→ **WORK ORDER**
In the data below, which lines contain "bytes"? List them by copying each one.

---------- RECORDED INFORMATION

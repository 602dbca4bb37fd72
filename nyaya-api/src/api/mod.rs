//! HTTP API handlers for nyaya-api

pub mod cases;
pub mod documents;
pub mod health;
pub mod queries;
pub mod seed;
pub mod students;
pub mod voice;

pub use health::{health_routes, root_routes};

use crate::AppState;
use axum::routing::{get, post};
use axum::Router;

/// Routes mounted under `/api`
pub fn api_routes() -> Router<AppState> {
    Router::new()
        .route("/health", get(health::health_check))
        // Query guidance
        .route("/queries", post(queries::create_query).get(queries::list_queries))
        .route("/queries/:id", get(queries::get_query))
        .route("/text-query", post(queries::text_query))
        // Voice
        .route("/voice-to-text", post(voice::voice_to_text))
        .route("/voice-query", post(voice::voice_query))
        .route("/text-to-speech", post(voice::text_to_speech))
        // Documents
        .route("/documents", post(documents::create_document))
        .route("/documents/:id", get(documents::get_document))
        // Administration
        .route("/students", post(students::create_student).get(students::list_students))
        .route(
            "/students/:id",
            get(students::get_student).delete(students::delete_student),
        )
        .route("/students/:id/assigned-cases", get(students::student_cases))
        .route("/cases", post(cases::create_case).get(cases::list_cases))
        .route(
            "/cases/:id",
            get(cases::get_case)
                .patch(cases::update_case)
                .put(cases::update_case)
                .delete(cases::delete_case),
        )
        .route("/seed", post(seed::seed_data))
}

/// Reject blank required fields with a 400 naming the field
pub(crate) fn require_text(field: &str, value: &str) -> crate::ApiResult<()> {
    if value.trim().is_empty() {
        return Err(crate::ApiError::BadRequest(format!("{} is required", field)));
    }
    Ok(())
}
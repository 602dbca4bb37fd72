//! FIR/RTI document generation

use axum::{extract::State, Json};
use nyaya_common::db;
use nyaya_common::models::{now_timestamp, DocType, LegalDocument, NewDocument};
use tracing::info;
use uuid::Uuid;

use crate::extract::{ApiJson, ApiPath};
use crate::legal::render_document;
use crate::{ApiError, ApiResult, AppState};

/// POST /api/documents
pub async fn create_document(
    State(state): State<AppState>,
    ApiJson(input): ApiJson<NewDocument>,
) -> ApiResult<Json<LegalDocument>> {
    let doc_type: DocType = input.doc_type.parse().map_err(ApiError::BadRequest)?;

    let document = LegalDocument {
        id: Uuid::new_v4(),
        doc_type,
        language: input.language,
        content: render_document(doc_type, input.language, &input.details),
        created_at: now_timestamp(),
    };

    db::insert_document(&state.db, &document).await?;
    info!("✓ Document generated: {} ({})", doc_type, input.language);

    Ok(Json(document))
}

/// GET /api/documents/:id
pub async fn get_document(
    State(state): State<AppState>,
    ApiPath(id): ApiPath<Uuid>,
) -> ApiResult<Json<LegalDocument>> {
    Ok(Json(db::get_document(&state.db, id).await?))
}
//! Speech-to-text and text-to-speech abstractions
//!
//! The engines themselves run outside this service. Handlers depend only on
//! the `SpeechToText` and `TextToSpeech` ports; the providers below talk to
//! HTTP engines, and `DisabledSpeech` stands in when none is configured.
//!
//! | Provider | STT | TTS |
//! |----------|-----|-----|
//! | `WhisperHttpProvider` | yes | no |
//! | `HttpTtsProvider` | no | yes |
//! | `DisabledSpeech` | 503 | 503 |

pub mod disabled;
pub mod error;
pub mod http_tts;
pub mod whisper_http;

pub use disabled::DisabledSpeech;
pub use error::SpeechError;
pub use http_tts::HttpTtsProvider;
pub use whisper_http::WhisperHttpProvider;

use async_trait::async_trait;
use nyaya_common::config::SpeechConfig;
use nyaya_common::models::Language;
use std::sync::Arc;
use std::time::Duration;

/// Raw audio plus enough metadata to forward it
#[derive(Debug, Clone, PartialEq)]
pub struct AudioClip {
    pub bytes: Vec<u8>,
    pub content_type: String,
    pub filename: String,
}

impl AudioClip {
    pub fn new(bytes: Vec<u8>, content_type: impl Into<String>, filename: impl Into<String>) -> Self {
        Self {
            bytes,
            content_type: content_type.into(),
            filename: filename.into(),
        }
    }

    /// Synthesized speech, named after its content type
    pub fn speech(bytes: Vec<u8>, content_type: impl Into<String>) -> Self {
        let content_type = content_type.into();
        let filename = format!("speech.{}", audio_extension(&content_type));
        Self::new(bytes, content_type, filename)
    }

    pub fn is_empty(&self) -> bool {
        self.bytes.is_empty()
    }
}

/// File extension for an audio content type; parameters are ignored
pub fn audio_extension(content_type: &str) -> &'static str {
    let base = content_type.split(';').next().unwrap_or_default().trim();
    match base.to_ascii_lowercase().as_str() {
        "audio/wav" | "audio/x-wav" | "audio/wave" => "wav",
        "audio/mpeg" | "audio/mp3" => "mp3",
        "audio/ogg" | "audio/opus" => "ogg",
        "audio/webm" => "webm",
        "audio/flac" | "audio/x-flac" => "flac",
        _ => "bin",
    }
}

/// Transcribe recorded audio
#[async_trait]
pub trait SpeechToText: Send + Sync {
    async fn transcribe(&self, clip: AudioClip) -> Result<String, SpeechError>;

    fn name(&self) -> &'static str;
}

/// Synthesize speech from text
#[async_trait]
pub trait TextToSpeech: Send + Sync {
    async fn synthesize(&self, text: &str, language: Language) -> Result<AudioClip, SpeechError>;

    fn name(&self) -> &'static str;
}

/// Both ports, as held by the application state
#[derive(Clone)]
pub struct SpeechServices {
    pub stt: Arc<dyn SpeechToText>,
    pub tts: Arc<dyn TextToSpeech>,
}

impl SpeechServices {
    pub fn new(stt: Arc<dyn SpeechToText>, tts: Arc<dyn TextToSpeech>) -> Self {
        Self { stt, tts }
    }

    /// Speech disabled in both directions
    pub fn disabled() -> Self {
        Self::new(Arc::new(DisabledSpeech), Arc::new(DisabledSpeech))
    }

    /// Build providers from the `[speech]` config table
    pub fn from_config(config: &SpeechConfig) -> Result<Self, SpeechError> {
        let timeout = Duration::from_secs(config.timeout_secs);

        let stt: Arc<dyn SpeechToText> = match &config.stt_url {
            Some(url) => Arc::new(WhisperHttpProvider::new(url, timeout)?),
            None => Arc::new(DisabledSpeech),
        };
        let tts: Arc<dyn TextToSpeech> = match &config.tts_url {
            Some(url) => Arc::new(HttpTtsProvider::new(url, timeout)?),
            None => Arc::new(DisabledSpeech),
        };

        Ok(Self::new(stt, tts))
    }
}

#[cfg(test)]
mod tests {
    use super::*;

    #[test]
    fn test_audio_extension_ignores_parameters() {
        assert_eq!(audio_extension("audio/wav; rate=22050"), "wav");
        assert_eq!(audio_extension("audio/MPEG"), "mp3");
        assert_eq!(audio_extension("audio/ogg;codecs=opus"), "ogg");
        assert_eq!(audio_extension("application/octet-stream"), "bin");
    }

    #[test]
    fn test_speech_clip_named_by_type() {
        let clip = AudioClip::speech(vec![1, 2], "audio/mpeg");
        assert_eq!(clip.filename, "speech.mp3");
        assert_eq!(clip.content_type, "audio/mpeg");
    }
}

--------------------

→ **RESULT FOR THIS EXERCISE**
    pub bytes: Vec<u8>,
    pub fn new(bytes: Vec<u8>, content_type: impl Into<String>, filename: impl Into<String>) -> Self {
            bytes,
    pub fn speech(bytes: Vec<u8>, content_type: impl Into<String>) -> Self {
        Self::new(bytes, content_type, filename)
        self.bytes.is_empty()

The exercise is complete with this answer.